Entries supplied:
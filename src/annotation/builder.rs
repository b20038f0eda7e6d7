use std::io::{BufRead, BufReader};
use std::path::Path;

use crate::annotation::io::ParseError;
use crate::index::{AnnotationIndex, AnnotationKeys};

/// High-level builder for creating an `AnnotationIndex` from a GTF/GFF3 file.
///
/// - parses the whole file (optionally gzipped)
/// - configurable attribute keys for transcript ids, parents, genes and tags
#[derive(Debug, Clone, Default)]
pub struct AnnotationBuilder {
    pub keys: AnnotationKeys,
}

fn owned(keys: &[&str]) -> Vec<String> {
    keys.iter().map(|s| s.to_string()).collect()
}

impl AnnotationBuilder {
    pub fn new() -> Self {
        Self::default()
    }

    pub fn transcript_id_keys(mut self, keys: &[&str]) -> Self {
        self.keys.transcript_id_keys = owned(keys);
        self
    }

    /// GFF3 exon->transcript linking keys (usually ["Parent"]).
    pub fn parent_keys(mut self, keys: &[&str]) -> Self {
        self.keys.parent_keys = owned(keys);
        self
    }

    pub fn gene_id_keys(mut self, keys: &[&str]) -> Self {
        self.keys.gene_id_keys = owned(keys);
        self
    }

    pub fn tag_keys(mut self, keys: &[&str]) -> Self {
        self.keys.tag_keys = owned(keys);
        self
    }

    pub fn exon_feature_types(mut self, types: &[&str]) -> Self {
        self.keys.exon_feature_types = owned(types);
        self
    }

    pub fn transcript_feature_types(mut self, types: &[&str]) -> Self {
        self.keys.transcript_feature_types = owned(types);
        self
    }

    pub fn build_from_reader<R: BufRead>(&self, reader: R) -> Result<AnnotationIndex, ParseError> {
        AnnotationIndex::new().from_reader(reader, self.keys.clone())
    }

    /// Build from a file path; `.gz` is read through a gzip decoder.
    pub fn build_from_path<P: AsRef<Path>>(&self, path: P) -> Result<AnnotationIndex, ParseError> {
        let path = path.as_ref();
        let file = std::fs::File::open(path)?;

        let is_gz = path.extension().map(|e| e == "gz").unwrap_or(false);

        if is_gz {
            let decoder = flate2::read::GzDecoder::new(file);
            self.build_from_reader(BufReader::new(decoder))
        } else {
            self.build_from_reader(BufReader::new(file))
        }
    }
}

Task statement: Print out, without change, each line from the line holding "self.build_from_reader(BufReader::new(decoder))" to the final line of the material.

Result:
            self.build_from_reader(BufReader::new(decoder))
        } else {
            self.build_from_reader(BufReader::new(file))
        }
    }
}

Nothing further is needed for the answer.